V. Energy Conservation in Oscillatory Motion
Chapter 13. Oscillations About Equilibrium
I. Periodic Motion
1. A child on a merry-go-around completes a full rotation in 30 s. What is the frequency of rotation? 2. Convert 55 rev/min (revolutions per minute) to Hz. 3. The angular frequency of a point on a rotating wheel is 100 rev/min (revolutions per minute). What is this angular velocity in rad/s? 4. The angular frequency of a point on a rotating wheel is 15 rad/s. What is the period of rotation of that point?

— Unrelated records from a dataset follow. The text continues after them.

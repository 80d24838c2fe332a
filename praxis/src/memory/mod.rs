//! Graph memory and its consolidation tiers.
//!
//! - [`graph`] – node/edge model, recall queries
//! - [`store`] – the SQLite-backed store with the three memory verbs
//! - [`consolidation`] – tiered time-series roll-ups with orphan
//!   diagnostics

pub mod consolidation;
pub mod graph;
pub mod store;

pub use consolidation::{
    CleanupReport, ConsolidationLevel, ConsolidationOutcome, ConsolidationSchedule, Consolidator,
    Orphan, OrphanReport, SUMMARY_NODE_TYPE, TIMESERIES_TYPES,
};
pub use graph::{GraphEdge, GraphNode, GraphNodeSpec, RecallQuery, SUMMARIZES};
pub use store::{GraphStore, MemoryError};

1. The position of an oscillating object is described by the following equation: x = 3cos(3t). What is the amplitude (frequency, angular frequency, period) of the oscillation?
III. Connections Between Uniform Circular Motion and Simple Harmonic Motion
1. The acceleration of a body in simple harmonic motion is represented by the formula a = - 5 cos (ωt), where a is the acceleration and ω is the angular frequency. Knowing that the amplitude of oscillation is 1 m, find the period (angular frequency, frequency, maximum speed).
IV. The Period of a Mass on a Spring
1. A 1-kg mass is attached to a vertical spring. Knowing that the force constant of the spring equals 300 N/m and that the maximum acceleration of the mass is 10 m/s2, find the amplitude of oscillation.
V. Energy Conservation in Oscillatory Motion
1. A spring positioned vertically with a 1-kg mass attached to its end is stretched by ∆x = 10 cm past the equilibrium position. At time t = 0 s the mass is released. Find the potential energy of the mass 12 s later if the force constant of the spring is 400 N/m.
VI. The Pendulum
1. An odd-shaped 4-kg physical pendulum is oscillating with a period of 6 s. What is the distance between the pivot point and the center of mass of the pendulum if its moment of inertia is 40 kg·m2? Assume the acceleration due to gravity to be 9.81 m/s2.